[Collected data entries]
━━━━━━━━━━━━━━━━━━━━

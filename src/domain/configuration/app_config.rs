//! Tool configuration domain models.

use std::path::PathBuf;

use serde::{Deserialize, Serialize};

use crate::domain::AppError;
use crate::domain::setting::{MinPasswordLength, PasswordRemember, Setting};

/// Configuration loaded from `config.toml`.
#[derive(Debug, Clone, Default, Serialize, Deserialize)]
#[serde(deny_unknown_fields)]
pub struct AppConfig {
    /// Where managed files live and how they are accessed.
    #[serde(default)]
    pub system: SystemConfig,
    /// Unified-diff generator.
    #[serde(default)]
    pub diff: DiffConfig,
    /// Kernel parameter reload after sysctl edits.
    #[serde(default)]
    pub sysctl: SysctlConfig,
    /// Log filter and format.
    #[serde(default)]
    pub logging: LoggingConfig,
    /// Desired values for `apply`.
    #[serde(default)]
    pub profile: HardeningProfile,
}

impl AppConfig {
    pub fn validate(&self) -> Result<(), AppError> {
        self.system.validate()?;
        self.diff.validate()?;
        self.sysctl.validate()?;
        self.logging.validate()?;
        self.profile.settings()?;
        Ok(())
    }
}

/// How managed files are read and replaced.
#[derive(Debug, Clone, Copy, Default, PartialEq, Eq, Serialize, Deserialize)]
#[serde(rename_all = "snake_case")]
pub enum Privilege {
    /// Plain filesystem calls; the process must already be privileged.
    #[default]
    Direct,
    /// Every privileged step goes through `sudo -n`.
    Sudo,
}

#[derive(Debug, Clone, Serialize, Deserialize)]
#[serde(deny_unknown_fields)]
pub struct SystemConfig {
    /// Prefix for the managed paths; `/` on a live system.
    #[serde(default = "default_root")]
    pub root: PathBuf,
    #[serde(default)]
    pub privilege: Privilege,
}

impl Default for SystemConfig {
    fn default() -> Self {
        Self { root: default_root(), privilege: Privilege::default() }
    }
}

impl SystemConfig {
    pub fn validate(&self) -> Result<(), AppError> {
        if !self.root.is_absolute() {
            return Err(AppError::config_error(format!(
                "system.root must be an absolute path, got '{}'",
                self.root.display()
            )));
        }
        Ok(())
    }
}

fn default_root() -> PathBuf {
    PathBuf::from("/")
}

#[derive(Debug, Clone, Serialize, Deserialize)]
#[serde(deny_unknown_fields)]
pub struct DiffConfig {
    /// Program invoked as `<program> -u <backup> <file>`.
    #[serde(default = "default_diff_program")]
    pub program: String,
}

impl Default for DiffConfig {
    fn default() -> Self {
        Self { program: default_diff_program() }
    }
}

impl DiffConfig {
    pub fn validate(&self) -> Result<(), AppError> {
        if self.program.trim().is_empty() {
            return Err(AppError::config_error("diff.program must not be empty"));
        }
        Ok(())
    }
}

fn default_diff_program() -> String {
    "diff".to_string()
}

#[derive(Debug, Clone, Serialize, Deserialize)]
#[serde(deny_unknown_fields)]
pub struct SysctlConfig {
    /// Run `<program> --system` after a sysctl.conf edit.
    #[serde(default = "default_true")]
    pub reload: bool,
    #[serde(default = "default_sysctl_program")]
    pub program: String,
}

impl Default for SysctlConfig {
    fn default() -> Self {
        Self { reload: default_true(), program: default_sysctl_program() }
    }
}

impl SysctlConfig {
    pub fn validate(&self) -> Result<(), AppError> {
        if self.program.trim().is_empty() {
            return Err(AppError::config_error("sysctl.program must not be empty"));
        }
        Ok(())
    }
}

fn default_true() -> bool {
    true
}

fn default_sysctl_program() -> String {
    "sysctl".to_string()
}

/// Supported log output formats.
#[derive(Debug, Clone, Copy, Default, PartialEq, Eq, Serialize, Deserialize)]
#[serde(rename_all = "snake_case")]
pub enum LogFormat {
    /// Human-readable single line output.
    #[default]
    Compact,
    /// Structured JSON suitable for ingestion by logging stacks.
    Json,
}

#[derive(Debug, Clone, Serialize, Deserialize)]
#[serde(deny_unknown_fields)]
pub struct LoggingConfig {
    /// `tracing_subscriber::EnvFilter` directive; `RUST_LOG` takes precedence.
    #[serde(default = "default_log_filter")]
    pub filter: String,
    #[serde(default)]
    pub format: LogFormat,
}

impl Default for LoggingConfig {
    fn default() -> Self {
        Self { filter: default_log_filter(), format: LogFormat::default() }
    }
}

impl LoggingConfig {
    pub fn validate(&self) -> Result<(), AppError> {
        if self.filter.trim().is_empty() {
            return Err(AppError::config_error("logging.filter must not be empty"));
        }
        Ok(())
    }
}

fn default_log_filter() -> String {
    "info".to_string()
}

/// Desired hardening values. Unset entries are left alone by `apply`.
#[derive(Debug, Clone, Default, PartialEq, Eq, Serialize, Deserialize)]
#[serde(deny_unknown_fields)]
pub struct HardeningProfile {
    pub min_password_length: Option<u32>,
    pub password_remember: Option<u32>,
    #[serde(default)]
    pub disable_null_passwords: bool,
    pub aslr: Option<bool>,
    pub syn_cookies: Option<bool>,
}

impl HardeningProfile {
    /// Validated settings in application order: PAM files first, then sysctl.
    pub fn settings(&self) -> Result<Vec<Setting>, AppError> {
        let mut settings = Vec::new();
        if let Some(length) = self.min_password_length {
            settings.push(Setting::MinPasswordLength(MinPasswordLength::new(length)?));
        }
        if let Some(depth) = self.password_remember {
            settings.push(Setting::PasswordRemember(PasswordRemember::new(depth)?));
        }
        if self.disable_null_passwords {
            settings.push(Setting::DisableNullPasswords);
        }
        if let Some(enabled) = self.aslr {
            settings.push(Setting::Aslr(enabled));
        }
        if let Some(enabled) = self.syn_cookies {
            settings.push(Setting::SynCookies(enabled));
        }
        Ok(settings)
    }

    pub fn is_empty(&self) -> bool {
        *self == HardeningProfile::default()
    }
}

#[cfg(test)]
mod tests {
    use super::*;

    #[test]
    fn app_config_defaults() {
        let config = AppConfig::default();
        assert_eq!(config.system.root, PathBuf::from("/"));
        assert_eq!(config.system.privilege, Privilege::Direct);
        assert_eq!(config.diff.program, "diff");
        assert!(config.sysctl.reload);
        assert_eq!(config.logging.format, LogFormat::Compact);
        assert!(config.profile.is_empty());
        assert!(config.validate().is_ok());
    }

    #[test]
    fn validate_rejects_relative_root() {
        let config = SystemConfig { root: PathBuf::from("etc"), ..Default::default() };
        assert!(config.validate().is_err());
    }

    #[test]
    fn validate_rejects_empty_programs() {
        assert!(DiffConfig { program: " ".to_string() }.validate().is_err());
        assert!(SysctlConfig { reload: true, program: String::new() }.validate().is_err());
    }

    #[test]
    fn profile_settings_follow_file_order() {
        let profile = HardeningProfile {
            min_password_length: Some(14),
            password_remember: Some(5),
            disable_null_passwords: true,
            aslr: Some(true),
            syn_cookies: Some(false),
        };

        let names: Vec<&str> = profile.settings().unwrap().iter().map(Setting::name).collect();
        assert_eq!(
            names,
            [
                "min-password-length",
                "password-remember",
                "disable-null-passwords",
                "aslr",
                "syn-cookies"
            ]
        );
    }

    #[test]
    fn profile_with_out_of_range_value_is_rejected() {
        let profile = HardeningProfile { min_password_length: Some(40), ..Default::default() };
        assert!(matches!(profile.settings(), Err(AppError::Validation { .. })));

        let config = AppConfig { profile, ..Default::default() };
        assert!(config.validate().is_err());
    }
}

━━━━━━━━━━━━━━━━━━━━

Task goal >>
Check every line of the records above for the string "SystemConfig". Copy those that hold it.

Answer for this exercise >>
    pub system: SystemConfig,
pub struct SystemConfig {
impl Default for SystemConfig {
impl SystemConfig {
        let config = SystemConfig { root: PathBuf::from("etc"), ..Default::default() };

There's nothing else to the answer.